Tiago Carvalho is an Academy researcher.
It took nearly four decades, but an elusive eyeless catfish measuring less than an inch has finally been given a name and a detailed description by researchers from the Academy of Natural Science of Drexel University.
One of two Micromyzon orinoco specimen caught in the Orinoco River were finally placed in the taxonomy nearly 40 years after being found. The species pair provide an example of the evolutionary and biotic link between fishes in the Orinoco.
Two specimens of the catfish, now named Micromyzon orinoco, were caught in the Orinoco River near Ciudad Guyana in Venezuela in an expedition from 1978–79. But taxonomy isn’t so simple as picking out a name, says John Lundberg, emeritus professor in the College of Arts and Sciences and emeritus curator of the Academy, who was the chief scientist on the expedition.
“We knew what these fish were upon capture,” Lundberg says. “But the devil is in the details.”

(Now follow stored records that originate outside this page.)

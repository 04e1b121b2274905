// validation.rs - Input validation utilities

use crate::cleaning::CleaningConfig;
use crate::cli::args::Args;
use crate::core::RichnessEstimator;
use crate::data::loaders::{ColumnMap, ColumnOverrides, ColumnStyle};
use crate::indices::IndexRegistry;
use crate::output::OutputFormat;
use crate::pipeline::AnalysisSettings;
use regex::Regex;
use std::str::FromStr;

pub struct ValidationResult {
    pub settings: AnalysisSettings,
    pub column_map: ColumnMap,
    /// None: choose from the file extension
    pub delimiter: Option<u8>,
    pub format: OutputFormat,
}

/// Validate all command line arguments
pub fn validate_args(
    args: &Args,
    columns: Option<&ColumnOverrides>,
) -> Result<ValidationResult, String> {
    let format = OutputFormat::from_str(&args.format)?;
    let style = ColumnStyle::from_str(&args.column_style)?;
    let column_map = match columns {
        Some(overrides) => ColumnMap::for_style(style).with_overrides(overrides),
        None => ColumnMap::for_style(style),
    };
    let delimiter = args.delimiter.as_deref().map(parse_delimiter).transpose()?;

    // Validate year window
    if let (Some(min), Some(max)) = (args.year_min, args.year_max) {
        if min > max {
            return Err(format!("--year-min ({}) is after --year-max ({})", min, max));
        }
    }

    // Validate effort bounds
    if args.min_duration < 0.0 || args.max_distance < 0.0 {
        return Err("Duration and distance bounds must not be negative".to_string());
    }
    if args.min_duration > args.max_duration {
        return Err(format!(
            "--min-duration ({}) exceeds --max-duration ({})",
            args.min_duration, args.max_duration
        ));
    }
    check_percentage("--trim-pct", args.trim_pct)?;

    let protocols: Vec<String> = args
        .protocols
        .split(',')
        .map(str::trim)
        .filter(|p| !p.is_empty())
        .map(str::to_string)
        .collect();
    if protocols.is_empty() {
        return Err("--protocols must name at least one protocol type".to_string());
    }

    // Validate permutation counts
    for (flag, value) in [
        ("--accum-permutations", args.accum_permutations),
        ("--similarity-permutations", args.similarity_permutations),
        ("--bootstrap-reps", args.bootstrap_reps),
    ] {
        if value == 0 {
            return Err(format!("{} must be at least 1", flag));
        }
    }

    let thresholds = parse_thresholds(&args.thresholds)?;
    let estimator = RichnessEstimator::from_str(&args.estimator)?;

    // Validate index names
    let registry = IndexRegistry::new();
    let dissimilarity = registry
        .dissimilarity(&args.dissimilarity)
        .map_err(|e| e.to_string())?
        .name()
        .to_string();
    let diversity_index = registry
        .diversity(&args.diversity_index)
        .map_err(|e| e.to_string())?
        .name()
        .to_string();

    // Compile regex patterns
    let group_pattern = if let Some(pattern) = &args.group_pattern {
        Some(Regex::new(pattern).map_err(|e| format!("Invalid group_pattern regex: {}", e))?)
    } else {
        None
    };

    let cleaning = CleaningConfig {
        locality: args.locality.clone(),
        year_min: args.year_min,
        year_max: args.year_max,
        protocols,
        min_duration: args.min_duration,
        max_duration: args.max_duration,
        max_distance_km: args.max_distance,
        trim_pct: args.trim_pct,
        group_pattern,
    };

    Ok(ValidationResult {
        settings: AnalysisSettings {
            cleaning,
            accumulation_permutations: args.accum_permutations,
            similarity_permutations: args.similarity_permutations,
            bootstrap_repetitions: args.bootstrap_reps,
            estimator,
            dissimilarity,
            diversity_index,
            disjoint_groups: args.disjoint_groups,
            thresholds,
            seed: args.seed,
            frequent_variant: !args.no_trim_variant,
        },
        column_map,
        delimiter,
        format,
    })
}

fn check_percentage(flag: &str, value: f64) -> Result<(), String> {
    if value > 0.0 && value <= 100.0 {
        Ok(())
    } else {
        Err(format!("{} must be in (0, 100], got {}", flag, value))
    }
}

fn parse_delimiter(value: &str) -> Result<u8, String> {
    match value.to_lowercase().as_str() {
        "tab" | "\\t" | "\t" | "tsv" => Ok(b'\t'),
        "comma" | "," | "csv" => Ok(b','),
        _ => Err(format!("Invalid delimiter '{}'. Use: tab, comma", value)),
    }
}

/// Comma-separated percentages, sorted ascending
fn parse_thresholds(list: &str) -> Result<Vec<f64>, String> {
    let mut thresholds = list
        .split(',')
        .map(str::trim)
        .filter(|t| !t.is_empty())
        .map(|t| {
            let value = t
                .trim_end_matches('%')
                .parse::<f64>()
                .map_err(|_| format!("Invalid threshold '{}'", t))?;
            check_percentage("--thresholds", value)?;
            Ok(value)
        })
        .collect::<Result<Vec<f64>, String>>()?;
    if thresholds.is_empty() {
        return Err("--thresholds must list at least one percentage".to_string());
    }
    thresholds.sort_by(|a, b| a.total_cmp(b));
    thresholds.dedup();
    Ok(thresholds)
}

Careful examination and comparison of existing species must be done to properly identify a new animal species, and that can take some time. Lundberg and Tiago Carvalho, an Academy researcher who is also a faculty member at the Federal University of Rio Grande do Sul, were able to co-author the description of the species with ichthyological collaborators based in California, Alabama and Brazil.